Since Bitch’s 1996 founding, feminism has certainly curried mainstream favor. It has also evolved into a driver of advertising and marketing campaigns—presenting what has long been a movement for social justice as yet another consumer choice in a vast market (Girl Power, anyone?). We Were Feminists Once analyzes the histories of individual touchstones of popular culture—for instance, advertising, Hollywood, and the beauty industry—in an attempt to explain why celebrities nowadays clamber to drape themselves in the f-word, why media outlets laud those shows and movies that pass “the feminist test,” why women’s liberation is all the rage on billboards, websites, and catwalks, and why Dove, Covergirl and even Verizon now base their campaigns around platitudes like “Real Beauty” and “Inspire Her Mind.” While she doesn’t malign feminism’s surge of good press, Zeisler is quick to point out that the core objectives of the feminist movement—think pay inequity, gender-based divisions of labor, staggering sexual assault statistics, and restricted access to abortion and birth control—still endure. And moreover, that all the patriarchy-dissing memes and “This is What a Feminist Looks Like” T-shirts in the world won’t cure that.
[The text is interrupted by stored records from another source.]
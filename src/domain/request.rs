//! Funding request submitted by an event creator, and its shape validation.

use crate::domain::Satoshi;
use serde::{Deserialize, Serialize};
use thiserror::Error;

/// Shortest allowed preheat period.
pub const PREHEAT_MIN_HOURS: u32 = 1;
/// Longest allowed preheat period; the preheat multiplier reaches 1.0 here.
pub const PREHEAT_MAX_HOURS: u32 = 720;

/// What a creator asks for before pricing.
///
/// Hours are signed so that negative input reaches validation instead of
/// failing deserialization with an opaque message.
#[derive(Debug, Clone, PartialEq, Eq, Serialize, Deserialize)]
#[serde(rename_all = "camelCase")]
pub struct FundingRequest {
    pub duration_hours: i64,
    pub is_rewarded: bool,
    #[serde(default, skip_serializing_if = "Option::is_none")]
    pub reward_satoshi: Option<Satoshi>,
    #[serde(default)]
    pub enable_preheat: bool,
    #[serde(default, skip_serializing_if = "Option::is_none")]
    pub preheat_hours: Option<i64>,
}

/// A malformed or out-of-range funding request.
///
/// Raised before any network call. Values are never clamped into range.
#[derive(Debug, Clone, PartialEq, Eq, Error)]
pub enum ValidationError {
    #[error("duration must be a positive whole number of hours, got {0}")]
    InvalidDuration(i64),
    #[error("a rewarded event requires a reward amount")]
    MissingReward,
    #[error("reward {reward} sats is below the minimum of {minimum} sats")]
    RewardBelowMinimum { reward: Satoshi, minimum: Satoshi },
    #[error("preheat is enabled but no preheat hours were given")]
    MissingPreheatHours,
    #[error("preheat hours must be between 1 and 720, got {0}")]
    PreheatOutOfRange(i64),
    #[error("fee is outside the payable satoshi range")]
    FeeOutOfRange,
}

impl FundingRequest {
    /// Check field shapes that do not depend on pricing parameters.
    pub fn validate(&self) -> Result<(), ValidationError> {
        self.checked_duration()?;
        if self.is_rewarded && self.reward_satoshi.is_none() {
            return Err(ValidationError::MissingReward);
        }
        self.checked_preheat_hours()?;
        Ok(())
    }

    /// The duration, if it is a positive integer that fits in `u32`.
    pub fn duration(&self) -> Option<u32> {
        u32::try_from(self.duration_hours).ok().filter(|h| *h > 0)
    }

    fn checked_duration(&self) -> Result<u32, ValidationError> {
        self.duration()
            .ok_or(ValidationError::InvalidDuration(self.duration_hours))
    }

    /// Preheat hours when preheat is enabled; `None` when it is disabled.
    ///
    /// Hours supplied while preheat is disabled are ignored.
    pub fn checked_preheat_hours(&self) -> Result<Option<u32>, ValidationError> {
        if !self.enable_preheat {
            return Ok(None);
        }
        let hours = self
            .preheat_hours
            .ok_or(ValidationError::MissingPreheatHours)?;
        check_preheat_hours(hours).map(Some)
    }

    /// The reward that counts toward the total; zero for non-rewarded events.
    pub fn effective_reward(&self) -> Satoshi {
        if self.is_rewarded {
            self.reward_satoshi.unwrap_or(Satoshi::ZERO)
        } else {
            Satoshi::ZERO
        }
    }
}

/// Range-check preheat hours.
pub fn check_preheat_hours(hours: i64) -> Result<u32, ValidationError> {
    u32::try_from(hours)
        .ok()
        .filter(|h| (PREHEAT_MIN_HOURS..=PREHEAT_MAX_HOURS).contains(h))
        .ok_or(ValidationError::PreheatOutOfRange(hours))
}
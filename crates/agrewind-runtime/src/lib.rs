// Runtime layer - what the transport talks to
// Workspace (sync) and Client (async) expose session listing, turn and change
// review, and reverts backed by the ledger.

pub mod client;
pub mod config;
pub mod error;
pub mod locks;
pub mod revert;
pub mod scan;
pub mod workspace;

pub use client::Client;
pub use config::Config;
pub use error::{Error, Result, RevertRejected};
pub use locks::KeyedLocks;
pub use revert::RevertEngine;
pub use scan::{InterruptOnDrop, ScanInterrupt};
pub use workspace::Workspace;
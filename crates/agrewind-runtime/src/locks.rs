use std::collections::HashMap;
use std::sync::{Arc, Mutex, MutexGuard};

/// A lazily created mutex per key.
///
/// [`KeyedLocks::with_lock`] runs a closure under the key's mutex. An entry
/// lives only while some caller holds or waits on it.
#[derive(Default)]
pub struct KeyedLocks {
    locks: Mutex<HashMap<String, Arc<Mutex<()>>>>,
}

impl KeyedLocks {
    pub fn new() -> Self {
        Self::default()
    }

    fn handle(&self, key: &str) -> Arc<Mutex<()>> {
        let mut locks = acquire(&self.locks);
        locks.entry(key.to_string()).or_default().clone()
    }

    /// Run `f` while holding the mutex for `key`.
    pub fn with_lock<T>(&self, key: &str, f: impl FnOnce() -> T) -> T {
        let handle = self.handle(key);
        let result = {
            let _guard = acquire(&handle);
            f()
        };
        drop(handle);
        self.release(key);
        result
    }

    // Only the map's own clone left means nobody holds or waits on the key.
    fn release(&self, key: &str) {
        let mut locks = acquire(&self.locks);
        if locks
            .get(key)
            .is_some_and(|handle| Arc::strong_count(handle) == 1)
        {
            locks.remove(key);
        }
    }

    pub fn len(&self) -> usize {
        acquire(&self.locks).len()
    }

    pub fn is_empty(&self) -> bool {
        self.len() == 0
    }
}

/// Lock a mutex, recovering the guard if a previous holder panicked.
pub fn acquire<T>(mutex: &Mutex<T>) -> MutexGuard<'_, T> {
    mutex.lock().unwrap_or_else(|poisoned| poisoned.into_inner())
}
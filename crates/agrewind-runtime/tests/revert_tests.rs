use agrewind_runtime::{Config, Error, RevertRejected, ScanInterrupt, Workspace};
use agrewind_testing::{SessionLogBuilder, TestWorld};
use agrewind_types::RevertAction;

fn config(world: &TestWorld) -> Config {
    Config {
        log_root: Some(world.log_root().to_string_lossy().into_owned()),
        ledger_path: Some(world.ledger_path().to_string_lossy().into_owned()),
        snippet_length: 100,
    }
}

fn open(world: &TestWorld) -> Workspace {
    Workspace::open(config(world), world.project_dir()).unwrap()
}

#[test]
fn test_exactly_one_latest_session() {
    let world = TestWorld::new();
    for id in ["alpha", "beta", "gamma"] {
        world
            .write_session(id, &SessionLogBuilder::new(id).user(&format!("hello {id}")))
            .unwrap();
    }
    world.set_session_mtime("alpha", 1_700_000_100).unwrap();
    world.set_session_mtime("beta", 1_700_000_300).unwrap();
    world.set_session_mtime("gamma", 1_700_000_200).unwrap();

    let ws = open(&world);
    let sessions = ws.list_sessions(&ScanInterrupt::new()).unwrap();

    let ids: Vec<&str> = sessions.iter().map(|s| s.id.as_str()).collect();
    assert_eq!(ids, vec!["beta", "gamma", "alpha"]);
    assert_eq!(sessions.iter().filter(|s| s.is_latest).count(), 1);
    assert!(sessions[0].is_latest);
    assert_eq!(sessions[0].first_message.as_deref(), Some("hello beta"));
}

#[test]
fn test_interrupted_scan_discards_results() {
    let world = TestWorld::new();
    world
        .write_session("s1", &SessionLogBuilder::new("s1").user("hi"))
        .unwrap();

    let ws = open(&world);
    let interrupt = ScanInterrupt::new();
    interrupt.trip();

    assert!(matches!(ws.list_sessions(&interrupt), Err(Error::Interrupted)));
}

#[test]
fn test_first_occurrence_edit_and_revert() {
    let world = TestWorld::new();
    world.write_project_file("greet.txt", "foo foo");
    let target = world.project_file("greet.txt");
    world
        .write_session(
            "s1",
            &SessionLogBuilder::new("s1")
                .user("rename the first foo")
                .edit(&target, "foo", "bar", false),
        )
        .unwrap();

    let ws = open(&world);
    let changes = ws.get_session_changes("s1").unwrap();
    assert_eq!(changes.len(), 1);
    assert_eq!(changes[0].before, "foo foo");
    assert_eq!(changes[0].after, "bar foo");
    assert!(changes[0].can_revert);

    // The agent's edit lands on disk.
    world.write_project_file("greet.txt", "bar foo");

    let outcome = ws.revert_change(changes[0].id()).unwrap();
    assert_eq!(outcome.action, RevertAction::Restored);
    assert_eq!(outcome.file_path, target);
    assert_eq!(world.read_project_file("greet.txt").as_deref(), Some("foo foo"));
}

#[test]
fn test_overwrite_revert_restores_exact_bytes() {
    let world = TestWorld::new();
    let original = "line one  \n\tindented\t\n\n\n";
    world.write_project_file("src/lib.rs", original);
    let target = world.project_file("src/lib.rs");
    world
        .write_session(
            "s1",
            &SessionLogBuilder::new("s1")
                .user("rewrite lib")
                .write(&target, "replaced\n"),
        )
        .unwrap();

    let ws = open(&world);
    let changes = ws.get_session_changes("s1").unwrap();
    assert!(!changes[0].is_creation);
    world.write_project_file("src/lib.rs", "replaced\n");

    ws.revert_change(changes[0].id()).unwrap();
    assert_eq!(world.read_project_file("src/lib.rs").as_deref(), Some(original));
}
Zeisler draws readers in with her conversational prose and incisive wit, and employs plenty of specific examples to portray the countless ways in which feminism has been co-opted by entities ranging from Lilith Fair to Special K to Republicans to Botox. Her book dissects various marketing campaigns, and traces the surprisingly long history of concepts such as “empowertisement” (wrapping social action into corporate marketing practices), and the rise of “Big Woman,” wherein corporations embrace a “positive, up-with-ladies spirit,” and essentially sell feel-good feminism—thereby profiting off of women in all kinds of shrewd ways.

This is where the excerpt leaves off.